▸ Data in this exercise:
***

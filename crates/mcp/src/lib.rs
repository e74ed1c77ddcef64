//! Ergonomic facade over the workspace's protocol/session/engine/transport
//! crates: [`Client`] for the initiator side, [`Server`] for the responder
//! side, and [`McpError`] unifying what either can fail with.
//!
//! Grounded in `turbomcp-client`'s crate-root re-export shape
//! (`Client`/`ClientBuilder` plus a `prelude` module) generalized onto this
//! workspace's engine pair rather than the teacher's bespoke protocol core.

pub mod client;
pub mod error;
pub mod server;

pub use client::{Client, InitializeOutcome};
pub use error::McpError;
pub use server::Server;

/// Common imports for embedding applications, mirroring
/// `turbomcp_client::prelude`.
pub mod prelude {
    pub use crate::{Client, InitializeOutcome, McpError, Server};
    pub use mcp_engine::{
        CallOptions, EngineConfig, HandlerRegistry, NotificationHandler, PromptHandler,
        RequestHandler, ResourceHandler, ToolHandler,
    };
    pub use mcp_protocol::types::{
        CallToolRequest, CallToolResult, ClientCapabilities, ContentBlock, GetPromptResult,
        Implementation, ListToolsResult, Prompt, Resource, ResourceTemplate, ServerCapabilities,
        TextContent, Tool,
    };
    pub use mcp_session::{Session, SessionId};
    pub use mcp_transport::Transport;
    pub use mcp_transport_streamable::StreamableHttpConfig;

    pub use async_trait::async_trait;
    pub use std::sync::Arc;
}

***

▸ What is needed: Looking at the entries above, count each line that includes the string "side" and give only the total.

▸ Task response: 2